Tres días antes de su vuelo, mientras Alejandro se duchaba, vi su correo electrónico abierto en su portátil. La curiosidad me hizo mirar la pantalla.

No había ningún contrato corporativo de una empresa canadiense. Ninguna oferta de trabajo oficial ni paquete de reubicación.

Descubriendo la Traición
En cambio, encontré la confirmación del contrato de arrendamiento de un departamento de lujo en Polanco, una de las zonas más caras de la Ciudad de México. El departamento estaba a su nombre.

Para él y para su amante, una mujer llamada Valeria.

Y según los correos electrónicos que leí con manos temblorosas, ella estaba embarazada de él.

La brillante estrategia de Alejandro fue devastadoramente simple. Fingía mudarse al extranjero por trabajo para poder vivir abiertamente con Valeria sin que yo interfiriera ni hiciera preguntas.
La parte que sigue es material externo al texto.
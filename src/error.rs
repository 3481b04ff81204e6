use thiserror::Error;

#[derive(Error, Debug)]
pub enum PortraitError {
    #[error("User '{0}' not found")]
    NotFound(String),

    #[error("API error: {0}")]
    Api(String),

    #[error("Authentication error: {0}")]
    Auth(String),

    #[error("Render error: {0}")]
    Render(String),

    #[error("IO error: {0}")]
    Io(#[from] std::io::Error),
}

pub type Result<T> = std::result::Result<T, PortraitError>;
Durante dos años, podría formar su nueva familia mientras me tranquilizaba con llamadas telefónicas y falsas promesas.

¿Y la parte más cruel de su plan? Su intención era vaciar poco a poco nuestra cuenta conjunta: 650,000 dólares, más de once millones de pesos.

Dinero acumulado con mi herencia y años de mi arduo trabajo. Dinero que planeaba usar para financiar a su nueva "familia" dejándome sin nada.

Tomando el Control
Pensó que era ingenua. Creía que me había tragado por completo su dramática despedida en el aeropuerto y sus promesas entre lágrimas.

Se equivocaba.

Me subí al coche y conduje directo a casa, pensando en cada detalle de lo que debía suceder a continuación. En cuanto crucé la puerta, me dirigí directamente a nuestra oficina en casa.

Abrí mi portátil y con pulso firme inicié sesión en nuestra cuenta bancaria compartida.

Saldo: 650.000,00 USD

Ese era el dinero que planeaba retirar poco a poco una vez que "llegara a Toronto". Dinero que, según me diría, era para el alquiler, los gastos de manutención y para enviar a casa para mantenernos.

Me temblaban las manos al mirar esa cifra. No de miedo, sino de pura furia por su traición.

"¿Quieres empezar de cero, Alejandro?", susurré a la habitación vacía. "Bien. Pero empezarás sin absolutamente nada".

La transferencia
Unos pocos clics precisos en la pantalla. Transferí cada dólar a una cuenta privada en el extranjero a mi nombre, una a la que él jamás podría acceder ni rastrear.

Transferencia exitosa. Saldo restante: $0.00

La cuenta que minutos antes albergaba todo nuestro futuro financiero ahora mostraba cero. Vacía. Igual que las promesas que me había hecho.

Entonces llamé al abogado con el que había consultado discretamente tres días antes.

"Abogado Ramírez", dije con calma. "Se ha ido. Inicie los trámites de divorcio y la unión libre de inmediato".

"Envíe el aviso legal a la dirección de Polanco. No a Toronto".

"Entendido, Sra. Sofía", respondió con profesionalidad. Todo ya estaba preparado y listo para presentar.

La llamada telefónica
Dos horas después, sonó mi teléfono. El nombre de Alejandro apareció en la pantalla.